Architekt, Städteplaner

Modernisme in Nordafrika

Stile und Stoffe: Historismus / Baukunst vor 1900, Jugendstil / Art déco
Länder: Spanien
Ort: Barcelona

Enrique Nieto i Nieto wächst in Barcelona auf und studiert Architektur an der Escola Tècnica Superior. 1906 schließt er sein Studium ab; in diesen Jahren arbeitet er in Büros, die die katalanische Spielart des Jugendstils prägen. 1909 zieht er nach Melilla – ein Schritt, der sein Werk definieren wird. 1931 übernimmt er das Amt des Stadtarchitekten und prägt Melillas Baukultur bis zu seinem Ruhestand 1949. Nieto entwirft für eine Stadt im Aufbruch. Ingenieure planen Achsen und Plätze, er setzt die Zeichen an den Fassaden. Er schafft Wohn- und Geschäftsbauten für Händler, Offiziere, Apotheker, Familien. In seinen frühen Jahren bevorzugt er geschwungene Erker, florale Schmiedeeisenarbeiten, farbige Keramik. Später strafft er Proportionen und setzt vertikale Rhythmen.

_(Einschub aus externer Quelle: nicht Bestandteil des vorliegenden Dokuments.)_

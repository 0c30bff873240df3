use nova_hir::{AstBuilder, Member, Modifiers, NodeRef, TypeDecl};
use pretty_assertions::assert_eq;

#[test]
fn anonymous_body_is_enclosed_by_its_creation_site() {
    let mut b = AstBuilder::new();

    let hello = b.string("hello");
    let ret = b.ret(Some(hello));
    let to_string = b.method_decl(Modifiers::public(), "String", "toString", &[], Some(vec![ret]));
    let runnable = b.ty("Runnable");
    let anon = b.new_anonymous(runnable, Vec::new(), TypeDecl::anonymous().with_method(to_string));
    let local = b.local("Runnable", "r", Some(anon));
    let run = b.method_decl(Modifiers::default(), "void", "run", &[], Some(vec![local]));
    let outer = b.top_level(TypeDecl::class("Outer").with_member(Member::Method(run)));
    let ast = b.finish();

    assert_eq!(ast.types, vec![outer]);
    assert_eq!(ast.enclosing_decl(NodeRef::Expr(anon)), Some(outer));

    let nova_hir::Expr::New { body: Some(body), .. } = ast.expr(anon) else {
        panic!("expected anonymous class creation");
    };
    assert!(ast.decl(*body).is_anonymous());
    assert_eq!(ast.enclosing_decl(NodeRef::Expr(hello)), Some(*body));
    assert_eq!(ast.decl(outer).methods().count(), 1);
}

Frühe Leitbauten markieren die Handschrift: El Telegrama del Rif (1912) an der Calle Cándido Lobera, die Cámara de Comercio (1913) an der Miguel de Cervantes, La Reconquista (1915) an der Plaza Menéndez Pelayo, die Casa Melul (1915–1916) an der Avenida Juan Carlos I. In den 1930er-Jahren verdichtet er die Strenge: Edificio Rojo (1935) und der große Verwaltungsbau Palacio de la Asamblea (Projekt ab 1933, Ausbau bis 1948/49) als politisches und städtebauliches Zeichen.

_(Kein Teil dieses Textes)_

use std::collections::HashMap;
use std::sync::Arc;

use nova_core::TypeIndex;

use crate::env::{ClassDef, ClassLoadError, TypeEnv};

/// In-memory class table keyed by binary name.
///
/// Used for classes declared in source and for the built-in JDK model.
#[derive(Clone, Debug, Default)]
pub struct TypeStore {
    classes: HashMap<String, Arc<ClassDef>>,
}

impl TypeStore {
    pub fn new() -> Self {
        Self::default()
    }

    /// A store preloaded with the commonly used parts of `java.lang`,
    /// `java.util`, `java.util.function` and `java.util.stream`.
    pub fn with_minimal_jdk() -> Self {
        let mut store = Self::new();
        for class in crate::jdk::minimal_jdk() {
            store.insert(class);
        }
        store
    }

    /// Adds or replaces a class, returning the previous definition.
    pub fn insert(&mut self, class: ClassDef) -> Option<Arc<ClassDef>> {
        self.classes.insert(class.name.clone(), Arc::new(class))
    }

    pub fn get(&self, binary_name: &str) -> Option<&Arc<ClassDef>> {
        self.classes.get(binary_name)
    }

    pub fn contains(&self, binary_name: &str) -> bool {
        self.classes.contains_key(binary_name)
    }

    pub fn len(&self) -> usize {
        self.classes.len()
    }

    pub fn is_empty(&self) -> bool {
        self.classes.is_empty()
    }

    /// Binary names in sorted order.
    pub fn class_names(&self) -> Vec<&str> {
        let mut names: Vec<&str> = self.classes.keys().map(String::as_str).collect();
        names.sort_unstable();
        names
    }
}

impl TypeEnv for TypeStore {
    fn class(&self, binary_name: &str) -> Result<Arc<ClassDef>, ClassLoadError> {
        self.classes
            .get(binary_name)
            .cloned()
            .ok_or_else(|| ClassLoadError::NotFound(binary_name.to_string()))
    }
}

impl TypeIndex for TypeStore {
    fn class_exists(&self, binary_name: &str) -> bool {
        self.contains(binary_name)
    }

    fn package_classes(&self, package: &str) -> Vec<String> {
        let mut out: Vec<String> = self
            .classes
            .keys()
            .filter_map(|name| {
                let (pkg, simple) = name.rsplit_once('.').unwrap_or(("", name.as_str()));
                (pkg == package).then(|| simple.to_string())
            })
            .collect();
        out.sort();
        out
    }
}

Nieto arbeitet nicht im Alleingang. Mit Emilio Alzugaray führt er das Casino Militar (1921–1932) zur Ausführung. Ramón Ginorella realisiert die Casa de los Cristales (1926) und ergänzt die Stadt mit neomaurischen Motiven. Juan de Zavala übernimmt in den 1940er-Jahren den rationaleren Ton – etwa beim Antiguo Banco de España (1943). Diese Zusammenarbeit erweitert das Spektrum: Modernisme, Neomudéjar, Art déco – in Melilla greifen sie ineinander.

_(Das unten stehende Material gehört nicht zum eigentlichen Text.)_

use std::collections::HashSet;
use std::rc::Rc;
use std::sync::Arc;

use nova_config::AnalysisConfig;
use nova_core::TypeIndex;
use nova_hir::{render_expr, render_stmt, render_type_ref, Ast, ExprId, NodeRef, StmtId, TypeDeclId, TypeRefId};
use nova_resolve::{ActionProvider, ResolveError, Scope, ScopeKind, SymbolActions, SymbolTable, TypeCatalog};
use nova_types::{ClassDef, ClassLoadError, ClassSource, SymbolType, TypeEnv, TypeStore};

use crate::error::{AnalysisError, Result};

/// Classes declared in the unit layered over an external class source.
///
/// Source declarations win over classpath entries with the same binary
/// name.
pub struct UnitEnv<'a> {
    local: TypeStore,
    external: &'a dyn ClassSource,
}

impl<'a> UnitEnv<'a> {
    pub fn new(external: &'a dyn ClassSource) -> Self {
        Self {
            local: TypeStore::new(),
            external,
        }
    }

    /// Adds or replaces a class declared in source.
    pub fn declare(&mut self, class: ClassDef) {
        tracing::trace!(target: "nova.typeck", class = %class.name, "declaring source class");
        self.local.insert(class);
    }

    pub fn local(&self) -> &TypeStore {
        &self.local
    }
}

impl TypeEnv for UnitEnv<'_> {
    fn class(&self, binary_name: &str) -> Result<Arc<ClassDef>, ClassLoadError> {
        match self.local.get(binary_name) {
            Some(def) => Ok(def.clone()),
            None => self.external.class(binary_name),
        }
    }
}

impl TypeIndex for UnitEnv<'_> {
    fn class_exists(&self, binary_name: &str) -> bool {
        self.local.contains(binary_name) || self.external.class_exists(binary_name)
    }

    fn package_classes(&self, package: &str) -> Vec<String> {
        let mut out = self.local.package_classes(package);
        out.extend(self.external.package_classes(package));
        out.sort();
        out.dedup();
        out
    }

    fn package_exists(&self, package: &str) -> bool {
        !self.local.package_classes(package).is_empty() || self.external.package_exists(package)
    }
}

/// Where `return` statements report to.
#[derive(Debug)]
pub(crate) enum Frame {
    Method(SymbolType),
    Initializer,
    Lambda {
        expected: SymbolType,
        returns: Vec<SymbolType>,
    },
}

/// Counts gathered over one analysis run.
#[derive(Clone, Debug, Default, PartialEq, Eq)]
pub struct AnalysisSummary {
    /// Classes declared in the unit, local and anonymous ones included.
    pub classes: usize,
    pub typed_expressions: usize,
    /// Expressions left without a type: package-name segments.
    pub untyped_expressions: usize,
    pub statements: usize,
    /// Method and constructor invocations resolved to a declaration.
    pub resolved_calls: usize,
}

/// State of one analysis run over a compilation unit.
pub struct AnalysisContext<'a> {
    pub(crate) ast: &'a mut Ast,
    pub(crate) env: UnitEnv<'a>,
    pub(crate) catalog: TypeCatalog,
    pub(crate) table: SymbolTable,
    pub(crate) config: AnalysisConfig,
    pub(crate) provider: &'a dyn ActionProvider,
    pub(crate) frames: Vec<Frame>,
    /// Expressions that name a type rather than a value (`Math` in
    /// `Math.max(a, b)`).
    pub(crate) type_exprs: HashSet<ExprId>,
    pub(crate) resolved_calls: usize,
}

impl<'a> AnalysisContext<'a> {
    pub fn new(
        ast: &'a mut Ast,
        external: &'a dyn ClassSource,
        config: &AnalysisConfig,
        provider: &'a dyn ActionProvider,
    ) -> Self {
        let env = UnitEnv::new(external);
        let mut catalog = TypeCatalog::new(config.implicit_java_lang);
        catalog.register_compilation_unit(&env, ast);
        Self {
            ast,
            env,
            catalog,
            table: SymbolTable::new(),
            config: config.clone(),
            provider,
            frames: Vec::new(),
            type_exprs: HashSet::new(),
            resolved_calls: 0,
        }
    }

    pub fn ast(&self) -> &Ast {
        &*self.ast
    }

    pub fn env(&self) -> &UnitEnv<'a> {
        &self.env
    }

    pub fn catalog(&self) -> &TypeCatalog {
        &self.catalog
    }

    // Errors

    pub(crate) fn expr_error(&self, id: ExprId, source: ResolveError) -> AnalysisError {
        AnalysisError::new(render_expr(&*self.ast, id), source)
    }

    pub(crate) fn stmt_error(&self, id: StmtId, source: ResolveError) -> AnalysisError {
        AnalysisError::new(render_stmt(&*self.ast, id), source)
    }

    pub(crate) fn type_error(&self, id: TypeRefId, source: ResolveError) -> AnalysisError {
        AnalysisError::new(render_type_ref(&*self.ast, id), source)
    }

    pub(crate) fn decl_error(&self, id: TypeDeclId, source: ResolveError) -> AnalysisError {
        let decl = self.ast.decl(id);
        let name = if decl.is_anonymous() {
            "<anonymous>".to_string()
        } else {
            decl.name.to_string()
        };
        AnalysisError::new(name, source)
    }

    // Scopes and hooks

    pub(crate) fn actions_for(&self, node: NodeRef) -> Option<Rc<dyn SymbolActions>> {
        self.provider.actions_for(&*self.ast, node)
    }

    /// Opens a block scope whose hooks come from `node`.
    pub(crate) fn push_block(&mut self, node: NodeRef) {
        let actions = self.actions_for(node);
        self.table.push_scope(ScopeKind::Block, actions);
    }

    pub(crate) fn pop_block(&mut self, node: NodeRef) -> Result<Rc<Scope>> {
        self.table.pop_scope().map_err(|err| self.node_error(node, err))
    }

    /// Pops scopes until `depth` remain.
    pub(crate) fn unwind_scopes(&mut self, depth: usize) -> Result<()> {
        while self.table.depth() > depth {
            self.table
                .pop_scope()
                .map_err(|err| AnalysisError::new("<scope>", err))?;
        }
        Ok(())
    }

    pub(crate) fn node_error(&self, node: NodeRef, source: ResolveError) -> AnalysisError {
        match node {
            NodeRef::Expr(id) => self.expr_error(id, source),
            NodeRef::Stmt(id) => self.stmt_error(id, source),
            NodeRef::TypeRef(id) => self.type_error(id, source),
            NodeRef::Decl(id) => self.decl_error(id, source),
        }
    }

    // Classes

    pub(crate) fn binary_of(&self, id: TypeDeclId) -> Result<String> {
        self.catalog
            .binary_name_of(id)
            .map(str::to_string)
            .ok_or_else(|| {
                let name = self.ast.decl(id).name.to_string();
                self.decl_error(id, ResolveError::class_not_found(name))
            })
    }

    pub(crate) fn class_def(&self, binary: &str) -> Result<Arc<ClassDef>, ResolveError> {
        Ok(self.env.class(binary)?)
    }

    /// The generic self type of the innermost enclosing class.
    pub(crate) fn current_class_type(&self) -> Result<SymbolType, ResolveError> {
        let binary = self
            .table
            .innermost_class()
            .ok_or(ResolveError::UnbalancedScope("no enclosing class"))?;
        Ok(self.class_def(binary)?.as_type())
    }

    pub(crate) fn current_super_type(&self) -> Result<SymbolType, ResolveError> {
        let binary = self
            .table
            .innermost_class()
            .ok_or(ResolveError::UnbalancedScope("no enclosing class"))?;
        let def = self.class_def(binary)?;
        Ok(def.super_class.clone().unwrap_or_else(SymbolType::object))
    }

    /// Expected type for a `return` in the innermost method or lambda.
    pub(crate) fn return_target(&self) -> Option<SymbolType> {
        self.frames.iter().rev().find_map(|frame| match frame {
            Frame::Method(ty) => Some(ty.clone()),
            Frame::Lambda { expected, .. } => Some(expected.clone()),
            Frame::Initializer => None,
        })
        .filter(|ty| !ty.is_void())
    }

    pub(crate) fn finish(self) -> AnalysisSummary {
        let mut counter = crate::SlotCounter::default();
        nova_hir::walk_unit(&mut counter, &*self.ast);
        AnalysisSummary {
            classes: self.env.local().len(),
            typed_expressions: counter.typed,
            untyped_expressions: counter.untyped,
            statements: counter.statements,
            resolved_calls: self.resolved_calls,
        }
    }
}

Als die Stadt ihre religiösen Orte modernisiert, entwirft Nieto die Mezquita Central. Der 1938 datierte Entwurf wird 1947 fertiggestellt; im September 1947 eröffnet Melilla das Hauptgotteshaus der muslimischen Gemeinde. Nieto nutzt orientalistische Zitate, ohne die städtebauliche Ordnung zu verlieren.
Nietos Werk liest sich wie eine Chronik der ersten Hälfte des 20. Jahrhunderts in Melilla. Er übernimmt die Kurve des Modernisme, erfindet Details für das lokale Handwerk, verschlankt die Formen im Art déco und reagiert auf neue politische und soziale Rahmen. Die Stadt übernimmt viele seiner Bauten in das geschützte historische Ensemble; Stadt, Eigentümer und Vereine pflegen das Erbe Schritt für Schritt. Heute führen Routen durch das Ensanche an seinen Häusern entlang – ein Freiluftarchiv der Stile zwischen Barcelona und Maghreb.